I remember, too, many evenings in the untrimmed, unlit streets of Santo Niño Village, at the home of my classmates, Ping-J and JP, sons of Filipino missionaries. There I learned friendship, proclaiming them my best friends, regardless of whether or not they did the
same. We excruciated over pictures of the latest Air Jordan sneakers. Rode jeepneys to town during lunch break, to watch the girls in their blue-and-white uniforms. We lined up for hours when the first McDonald’s in the province opened. In the evenings we ventured beyond permission, three of us boys pressed together on my tiny motorcycle, our heads unhelmeted, our legs bent, our feet held an inch off the ground—to visit girls we planned to admire, to half dance, half pose at the open-air discos, to marvel and pity and squirm at the freak shows in the fiestas with their naked bulbs and the sounds of gambling and the scent of fallow fields. We courted our crushes. Brought them to movie houses that screened films without show times, coming in halfway through and watching the end, then the beginning, then the end again. I eventually had a pretty girlfriend with hideous teeth, Darlene, whom I never had the guts to kiss, though I did tell her I’d belonged to a Filipino gang back in Vancouver and had stabbed a man to see what it felt like. She asked me if he died, and I said I didn’t know and that not knowing would haunt me forever. When Darlene dumped me, by mailing me a note with lyrics from the girl group Wilson Phillips’s hit “Hold On,” I wanted to give up on life competely. If that was love, I didn’t want it. How could a feeling that leaves you so hollow be a pain that is so sharp? I tried to win her back, wrote her a poem, went shyly to Jesu with the lyrics and asked him to compose a song for me to sing to her. He informed me, gently, that music, and other things, don’t work that way.

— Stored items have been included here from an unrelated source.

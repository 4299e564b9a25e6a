use core::f64::consts::PI;
use core::fmt;

#[cfg(feature = "serde")]
use serde::{Deserialize, Serialize};

use crate::{BoundingBox, DoubleRange, Link, Point, Poly};

/// Generation-checked handle into the [`BodyRegistry`].
///
/// A slot freed by a removal is reused with a bumped generation, so a handle
/// to a removed body never resolves to its successor.
#[derive(Debug, Clone, Copy, PartialEq, Eq, PartialOrd, Ord, Hash)]
#[cfg_attr(feature = "serde", derive(Serialize, Deserialize))]
pub struct BodyId {
    pub index: u32,
    pub generation: u32,
}

impl fmt::Display for BodyId {
    fn fmt(&self, f: &mut fmt::Formatter<'_>) -> fmt::Result {
        write!(f, "body#{}v{}", self.index, self.generation)
    }
}

/// An attachment point: the `index`-th vertex of `body`.
#[derive(Debug, Clone, Copy, PartialEq, Eq, PartialOrd, Ord, Hash)]
#[cfg_attr(feature = "serde", derive(Serialize, Deserialize))]
pub struct AnchorId {
    pub body: BodyId,
    pub index: u16,
}

impl AnchorId {
    pub fn new(body: BodyId, index: u16) -> Self {
        Self { body, index }
    }
}

impl fmt::Display for AnchorId {
    fn fmt(&self, f: &mut fmt::Formatter<'_>) -> fmt::Result {
        write!(f, "{}/anchor#{}", self.body, self.index)
    }
}

#[derive(Debug, Clone, Default, PartialEq)]
#[cfg_attr(feature = "serde", derive(Serialize, Deserialize))]
pub struct Anchor {
    pub links: Vec<Link>,
}

#[derive(Debug, Clone, Copy, PartialEq)]
#[cfg_attr(feature = "serde", derive(Serialize, Deserialize))]
pub struct Material {
    pub friction: f64,
    /// In `[0, 1]`: how quickly the voxel follows its actuation target.
    pub softness: f64,
    /// Admissible ratio between current and rest area.
    pub area_ratio_active_range: DoubleRange,
}

impl Default for Material {
    fn default() -> Self {
        Self {
            friction: 1.0,
            softness: 0.75,
            area_ratio_active_range: DoubleRange::new(0.8, 1.2),
        }
    }
}

#[derive(Debug, Clone, Copy, PartialEq)]
#[cfg_attr(feature = "serde", derive(Serialize, Deserialize))]
pub struct VoxelState {
    pub side_length: f64,
    pub mass: f64,
    pub material: Material,
    pub rest_area: f64,
    /// Last actuation value, in `[-1, 1]`.
    pub actuation: f64,
}

/// Position controller driving a rotational joint towards its target angle.
#[derive(Debug, Clone, Copy, PartialEq)]
#[cfg_attr(feature = "serde", derive(Serialize, Deserialize))]
#[cfg_attr(feature = "serde", serde(default))]
pub struct Motor {
    /// Angular speed limit, in radians per second.
    pub max_speed: f64,
    /// Torque limit. The kinematic substrate has no angular dynamics and
    /// ignores it.
    pub max_torque: f64,
    pub control_p: f64,
    pub control_i: f64,
    pub control_d: f64,
    /// Errors at or below this are treated as on target.
    pub angle_tolerance: f64,
}

impl Motor {
    pub const MAX_SPEED: f64 = 20.0;
    pub const MAX_TORQUE: f64 = 1000.0;
    pub const CONTROL_P: f64 = 10.0;
    pub const CONTROL_I: f64 = 2.0;
    pub const CONTROL_D: f64 = 2.0;
    pub const ANGLE_TOLERANCE: f64 = 0.0;
}

impl Default for Motor {
    fn default() -> Self {
        Self {
            max_speed: Self::MAX_SPEED,
            max_torque: Self::MAX_TORQUE,
            control_p: Self::CONTROL_P,
            control_i: Self::CONTROL_I,
            control_d: Self::CONTROL_D,
            angle_tolerance: Self::ANGLE_TOLERANCE,
        }
    }
}

/// A `length × width` bar hinged at its middle.
///
/// The first half (anchors 0 and 3) carries the body's frame; the second half
/// (anchors 1 and 2) is rotated by `angle` about the joint point.
#[derive(Debug, Clone, Copy, PartialEq)]
#[cfg_attr(feature = "serde", derive(Serialize, Deserialize))]
pub struct JointState {
    pub length: f64,
    pub width: f64,
    pub mass: f64,
    pub motor: Motor,
    /// Angles the motor may reach.
    pub active_angle_range: DoubleRange,
    pub angle: f64,
    pub target_angle: f64,
    /// Controller memory.
    pub integral: f64,
    pub previous_error: f64,
}

#[derive(Debug, Clone, Copy, PartialEq)]
#[cfg_attr(feature = "serde", derive(Serialize, Deserialize))]
pub enum BodyKind {
    Rigid { mass: f64 },
    Unmovable,
    Voxel(VoxelState),
    RotationalJoint(JointState),
}

impl BodyKind {
    pub fn name(&self) -> &'static str {
        match self {
            BodyKind::Rigid { .. } => "rigid",
            BodyKind::Unmovable => "unmovable",
            BodyKind::Voxel(_) => "voxel",
            BodyKind::RotationalJoint(_) => "rotational_joint",
        }
    }
}

#[derive(Debug, Clone, PartialEq)]
#[cfg_attr(feature = "serde", derive(Serialize, Deserialize))]
pub struct Body {
    pub id: BodyId,
    pub kind: BodyKind,
    pub poly: Poly,
    pub velocity: Point,
    pub anchors: Vec<Anchor>,
}

impl Body {
    /// Anchor indices are `u16`; polygons with more vertices are rejected.
    pub const MAX_ANCHORS: usize = u16::MAX as usize + 1;

    fn with_kind(kind: BodyKind, poly: Poly) -> Self {
        let anchors = vec![Anchor::default(); poly.len()];
        Self {
            id: BodyId {
                index: u32::MAX,
                generation: 0,
            },
            kind,
            poly,
            velocity: Point::ZERO,
            anchors,
        }
    }

    pub fn rigid(poly: Poly, mass: f64) -> Self {
        Self::with_kind(BodyKind::Rigid { mass }, poly)
    }

    pub fn unmovable(poly: Poly) -> Self {
        Self::with_kind(BodyKind::Unmovable, poly)
    }

    /// A square voxel with its minimum corner at the origin; anchors are its
    /// corners (bottom-left, bottom-right, top-right, top-left).
    pub fn voxel(side_length: f64, mass: f64, material: Material) -> Self {
        let poly = Poly::square(side_length);
        let rest_area = poly.area();
        Self::with_kind(
            BodyKind::Voxel(VoxelState {
                side_length,
                mass,
                material,
                rest_area,
                actuation: 0.0,
            }),
            poly,
        )
    }

    /// A straight joint along x with its minimum corner at the origin.
    pub fn rotational_joint(
        length: f64,
        width: f64,
        mass: f64,
        motor: Motor,
        active_angle_range: DoubleRange,
    ) -> Self {
        let angle = active_angle_range.clip(0.0);
        let mut body = Self::with_kind(
            BodyKind::RotationalJoint(JointState {
                length,
                width,
                mass,
                motor,
                active_angle_range,
                angle,
                target_angle: angle,
                integral: 0.0,
                previous_error: 0.0,
            }),
            Poly::rect(length, width),
        );
        body.bend_joint();
        body
    }

    pub fn is_movable(&self) -> bool {
        !matches!(self.kind, BodyKind::Unmovable)
    }

    pub fn mass(&self) -> f64 {
        match self.kind {
            BodyKind::Rigid { mass } => mass,
            BodyKind::Unmovable => f64::INFINITY,
            BodyKind::Voxel(state) => state.mass,
            BodyKind::RotationalJoint(state) => state.mass,
        }
    }

    pub fn voxel_state(&self) -> Option<&VoxelState> {
        match &self.kind {
            BodyKind::Voxel(state) => Some(state),
            _ => None,
        }
    }

    pub fn voxel_state_mut(&mut self) -> Option<&mut VoxelState> {
        match &mut self.kind {
            BodyKind::Voxel(state) => Some(state),
            _ => None,
        }
    }

    pub fn joint_state(&self) -> Option<&JointState> {
        match &self.kind {
            BodyKind::RotationalJoint(state) => Some(state),
            _ => None,
        }
    }

    pub fn joint_state_mut(&mut self) -> Option<&mut JointState> {
        match &mut self.kind {
            BodyKind::RotationalJoint(state) => Some(state),
            _ => None,
        }
    }

    /// Hinge point of a rotational joint: half a length along the first
    /// half's axis from the middle of its end edge.
    pub fn joint_point(&self) -> Option<Point> {
        let state = self.joint_state()?;
        let (start, axis) = self.joint_frame()?;
        Some(start + Point::from_direction(axis) * (state.length / 2.0))
    }

    fn joint_frame(&self) -> Option<(Point, f64)> {
        let [bl, _, _, tl] = self.poly.vertices.as_slice() else {
            return None;
        };
        Some(((*bl + *tl) / 2.0, (*tl - *bl).direction() - PI / 2.0))
    }

    /// Rebuild the second half of a rotational joint from the first half and
    /// the current angle. No-op for other bodies.
    pub fn bend_joint(&mut self) {
        let (Some(state), Some(joint), Some((_, axis))) =
            (self.joint_state().copied(), self.joint_point(), self.joint_frame())
        else {
            return;
        };
        let bent = axis + state.angle;
        let end = joint + Point::from_direction(bent) * (state.length / 2.0);
        let normal = Point::from_direction(bent + PI / 2.0) * (state.width / 2.0);
        self.poly.vertices[1] = end - normal;
        self.poly.vertices[2] = end + normal;
    }

    pub fn bounding_box(&self) -> BoundingBox {
        self.poly.bounding_box()
    }

    pub fn center(&self) -> Point {
        self.poly.center()
    }

    /// Current area over rest area; 1 for non-voxel bodies.
    pub fn area_ratio(&self) -> f64 {
        match self.voxel_state() {
            Some(state) if state.rest_area > 0.0 => self.poly.area() / state.rest_area,
            _ => 1.0,
        }
    }

    pub fn anchor_ids(&self) -> impl Iterator<Item = AnchorId> + '_ {
        (0..self.anchors.len()).map_while(move |i| u16::try_from(i).ok().map(|i| AnchorId::new(self.id, i)))
    }
}

#[derive(Debug, Clone, Default)]
struct Slot {
    generation: u32,
    body: Option<Body>,
}

/// Arena of every body in the world, addressed by [`BodyId`].
///
/// Iteration follows slot order, which keeps every sweep over the registry
/// deterministic.
#[derive(Debug, Clone, Default)]
pub struct BodyRegistry {
    slots: Vec<Slot>,
    free: Vec<u32>,
    len: usize,
}

impl BodyRegistry {
    pub fn new() -> Self {
        Self::default()
    }

    pub fn len(&self) -> usize {
        self.len
    }

    pub fn is_empty(&self) -> bool {
        self.len == 0
    }

    pub fn insert(&mut self, mut body: Body) -> BodyId {
        let index = match self.free.pop() {
            Some(index) => index,
            None => {
                self.slots.push(Slot::default());
                (self.slots.len() - 1) as u32
            }
        };
        let slot = &mut self.slots[index as usize];
        let id = BodyId {
            index,
            generation: slot.generation,
        };
        body.id = id;
        slot.body = Some(body);
        self.len += 1;
        id
    }

    /// Remove a body. Links pointing at it are left to the caller, which is
    /// expected to detach them first.
    pub fn remove(&mut self, id: BodyId) -> Option<Body> {
        let slot = self.slots.get_mut(id.index as usize)?;
        if slot.generation != id.generation || slot.body.is_none() {
            return None;
        }
        let body = slot.body.take();
        slot.generation = slot.generation.wrapping_add(1);
        self.free.push(id.index);
        self.len -= 1;
        body
    }

    pub fn contains(&self, id: BodyId) -> bool {
        self.get(id).is_some()
    }

    pub fn get(&self, id: BodyId) -> Option<&Body> {
        let slot = self.slots.get(id.index as usize)?;
        if slot.generation != id.generation {
            return None;
        }
        slot.body.as_ref()
    }

    pub fn get_mut(&mut self, id: BodyId) -> Option<&mut Body> {
        let slot = self.slots.get_mut(id.index as usize)?;
        if slot.generation != id.generation {
            return None;
        }
        slot.body.as_mut()
    }

    pub fn iter(&self) -> impl Iterator<Item = &Body> {
        self.slots.iter().filter_map(|s| s.body.as_ref())
    }

    pub fn iter_mut(&mut self) -> impl Iterator<Item = &mut Body> {
        self.slots.iter_mut().filter_map(|s| s.body.as_mut())
    }

    pub fn ids(&self) -> Vec<BodyId> {
        self.iter().map(|b| b.id).collect()
    }
}

#[cfg(test)]
mod tests {
    use super::*;

    #[test]
    fn stale_handles_do_not_resolve() {
        let mut registry = BodyRegistry::new();
        let a = registry.insert(Body::rigid(Poly::square(1.0), 1.0));
        assert!(registry.remove(a).is_some());
        let b = registry.insert(Body::rigid(Poly::square(1.0), 1.0));
        assert_eq!(a.index, b.index);
        assert_ne!(a, b);
        assert!(registry.get(a).is_none());
        assert!(registry.get(b).is_some());
        assert!(registry.remove(a).is_none());
        assert_eq!(registry.len(), 1);
    }

    #[test]
    fn joint_bends_its_second_half() {
        let mut body = Body::rotational_joint(2.0, 0.5, 1.0, Motor::default(), DoubleRange::new(-PI, PI));
        assert!(body.poly.vertices[1].distance(Point::new(2.0, 0.0)) < 1e-9);
        assert_eq!(body.joint_point(), Some(Point::new(1.0, 0.25)));

        if let Some(state) = body.joint_state_mut() {
            state.angle = PI / 2.0;
        }
        body.bend_joint();
        let v = &body.poly.vertices;
        assert!(v[1].distance(Point::new(1.25, 1.25)) < 1e-9);
        assert!(v[2].distance(Point::new(0.75, 1.25)) < 1e-9);
        assert_eq!(v[0], Point::ZERO);
        assert_eq!(body.anchors.len(), 4);
    }

    #[test]
    fn joint_starts_inside_its_active_range() {
        let body = Body::rotational_joint(1.0, 0.2, 1.0, Motor::default(), DoubleRange::new(0.5, 1.0));
        let state = body.joint_state().copied().unwrap_or_else(|| panic!("joint"));
        assert_eq!(state.angle, 0.5);
        assert_eq!(state.target_angle, 0.5);
    }

    #[test]
    fn voxel_has_four_corner_anchors() {
        let mut registry = BodyRegistry::new();
        let id = registry.insert(Body::voxel(2.0, 1.0, Material::default()));
        let body = registry.get(id).expect("voxel");
        assert_eq!(body.anchors.len(), 4);
        assert_eq!(body.area_ratio(), 1.0);
        assert_eq!(body.poly.vertices[2], Point::new(2.0, 2.0));
    }
}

I recovered. Eventually I fell for a girl named Leanne, a real love which betrayed all the earlier ones as insignificant, untrue. I later found out what it was like to hurt someone I’d promised not to. And what it was to really regret one’s actions.

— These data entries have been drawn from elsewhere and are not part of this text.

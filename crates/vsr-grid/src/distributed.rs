//! One brain per cell, talking to its four neighbours with one tick of delay.

use vsr_core::RangedValues;

use crate::{
    ActuationController, BrainIo, Grid, GridBody, GridError, TimedRealFunction, INPUT_RANGE,
    OUTPUT_RANGE,
};

/// Per-cell brains exchanging signals with their N, E, S and W neighbours.
///
/// A cell's brain sees `sensors ⊕ N ⊕ E ⊕ S ⊕ W`, each neighbour block
/// `n_signals` wide, and produces `1 + k·n_signals` values: the actuation
/// followed by outgoing signals, with `k = 4` when `directional` and `k = 1`
/// otherwise. Signals read at tick `t` were written at tick `t - 1`; absent
/// or out-of-grid neighbours read as zeros.
pub struct DistributedController {
    functions: Grid<Box<dyn TimedRealFunction>>,
    n_signals: usize,
    directional: bool,
    signals: Grid<Vec<f64>>,
    full_inputs: Grid<Vec<f64>>,
    full_outputs: Grid<Vec<f64>>,
}

impl DistributedController {
    /// Check every occupied cell has a brain of the right arity and allocate
    /// the buffers. Nothing is checked per tick.
    pub fn new(
        body: &GridBody,
        functions: Grid<Box<dyn TimedRealFunction>>,
        n_signals: usize,
        directional: bool,
    ) -> Result<Self, GridError> {
        if !functions.same_shape(body.cells()) {
            return Err(GridError::ShapeMismatch {
                expected_w: body.w(),
                expected_h: body.h(),
                found_w: functions.w(),
                found_h: functions.h(),
            });
        }
        let communication = Self::communication_size(n_signals, directional);
        for (key, cell) in body.cells().occupied() {
            let function = functions.get(key).ok_or(GridError::MissingFunction { cell: key })?;
            function.check_dimension_at(Some(key), cell.sensors.len() + 4 * n_signals, 1 + communication)?;
        }
        Ok(Self {
            signals: body.cells().map(|_, _| Some(vec![0.0; communication])),
            full_inputs: body
                .cells()
                .map(|_, c| Some(vec![0.0; c.sensors.len() + 4 * n_signals])),
            full_outputs: body.cells().map(|_, _| Some(vec![0.0; 1 + communication])),
            functions,
            n_signals,
            directional,
        })
    }

    fn communication_size(n_signals: usize, directional: bool) -> usize {
        if directional {
            4 * n_signals
        } else {
            n_signals
        }
    }

    pub fn n_signals(&self) -> usize {
        self.n_signals
    }

    pub fn directional(&self) -> bool {
        self.directional
    }

    /// Outgoing signals of every cell, as produced by the last `compute`.
    pub fn signals(&self) -> &Grid<Vec<f64>> {
        &self.signals
    }

    pub fn full_inputs(&self) -> &Grid<Vec<f64>> {
        &self.full_inputs
    }
}

impl ActuationController for DistributedController {
    fn compute(&mut self, t: f64, inputs: &Grid<Vec<f64>>, outputs: &mut Grid<f64>) {
        let ns = self.n_signals;

        // Assemble sensed values and last tick's neighbour signals.
        for (key, sensed) in inputs.occupied() {
            let Some(full) = self.full_inputs.get_mut(key) else {
                continue;
            };
            full[..sensed.len()].copy_from_slice(sensed);
            for (direction, neighbour) in key.neighbours().into_iter().enumerate() {
                let start = sensed.len() + direction * ns;
                let block = &mut full[start..start + ns];
                match self.signals.get(neighbour) {
                    Some(signals) if self.directional => {
                        block.copy_from_slice(&signals[direction * ns..(direction + 1) * ns])
                    }
                    Some(signals) => block.copy_from_slice(signals),
                    None => block.fill(0.0),
                }
            }
        }

        for (key, full) in self.full_inputs.occupied() {
            if let (Some(function), Some(out)) = (self.functions.get(key), self.full_outputs.get_mut(key)) {
                function.apply(t, full, out);
            }
        }

        // Split actuation and the signals neighbours read next tick.
        for (key, out) in self.full_outputs.occupied() {
            if let Some(value) = outputs.get_mut(key) {
                *value = out[0];
            }
            if let Some(signals) = self.signals.get_mut(key) {
                signals.copy_from_slice(&out[1..]);
            }
        }
    }

    fn check_layout(&self, body: &GridBody) -> Result<(), GridError> {
        if !self.full_inputs.same_shape(body.cells()) {
            return Err(GridError::ShapeMismatch {
                expected_w: body.w(),
                expected_h: body.h(),
                found_w: self.full_inputs.w(),
                found_h: self.full_inputs.h(),
            });
        }
        let communication = Self::communication_size(self.n_signals, self.directional);
        for (key, cell) in body.cells().occupied() {
            let (Some(inputs), Some(outputs)) = (self.full_inputs.get(key), self.full_outputs.get(key)) else {
                return Err(GridError::MissingFunction { cell: key });
            };
            let expected_inputs = cell.sensors.len() + 4 * self.n_signals;
            if inputs.len() != expected_inputs || outputs.len() != 1 + communication {
                return Err(GridError::DimensionMismatch {
                    cell: Some(key),
                    expected_inputs,
                    expected_outputs: 1 + communication,
                    found_inputs: inputs.len(),
                    found_outputs: outputs.len(),
                });
            }
        }
        Ok(())
    }

    fn brain_ios(&self) -> Vec<BrainIo> {
        self.full_inputs
            .occupied()
            .filter_map(|(key, inputs)| {
                let outputs = self.full_outputs.get(key)?;
                Some(BrainIo {
                    inputs: RangedValues::new(inputs.clone(), INPUT_RANGE),
                    outputs: RangedValues::new(outputs.clone(), OUTPUT_RANGE),
                })
            })
            .collect()
    }
}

In short, I made the mistakes of youth. I learned. I earned a diploma. I threw my cap into the air during my high school graduation.

In 1993, my family moved to Manila. For my college. For Granma’s treatment at Fresh Starts Rehabilitation Retreat Home. For the new family enterprise Grapes set up for Jesu and Mario, as pioneers in the scented candle export trade. And, though it was never mentioned, we also returned to the capital for Grapes’s revoked promise
and his renewed pursuit of politics—a plum spot in the administration of the newly elected President Estregan.

There, in the nation’s capital, our fractured family rejoined the world that always seemed to overlook Iligan. Ourtopia stood empty, the caretaker and her husband going room to room to turn on lights once a day, run the taps, open and close the windows so that they wouldn’t rust shut. Grapes tried to sell the house, but nobody would buy it. Dreams are always patently personal. The house is now rented by a Japanese-owned school for instruction in English as a second language.

*

In the diary of Lena Salvador, found in the old overnight suitcase in the locked chest in Crispin’s bedroom, there is an entry, written in the universal penmanship of an Assumption girl, dated December 25, 1941: “The family celebrated Christmas mass at Malate church today. Many families we knew failed to attend. For the past days all American soldiers are leaving the city and we’re frightened. Mama says they are abandoning us to the Japs, but Papa says we are safer this way, in an open city. ‘Don’t let’s frighten the children,’ he said. When will he realize I’m no longer a child? At church we prayed for those who were not with us. I prayed an extra Apostles’ Creed for Tito Jason, who has stayed in the city to protect us. After mass, Father O’Connor dressed up like Santa Claus, even if he is too thin to fool the kids and they recognized him right away. Indeed, he made a poor, sad Father Christmas. While we walked home, Crispin took me by the hand and told me he no longer believed in Santa Claus.”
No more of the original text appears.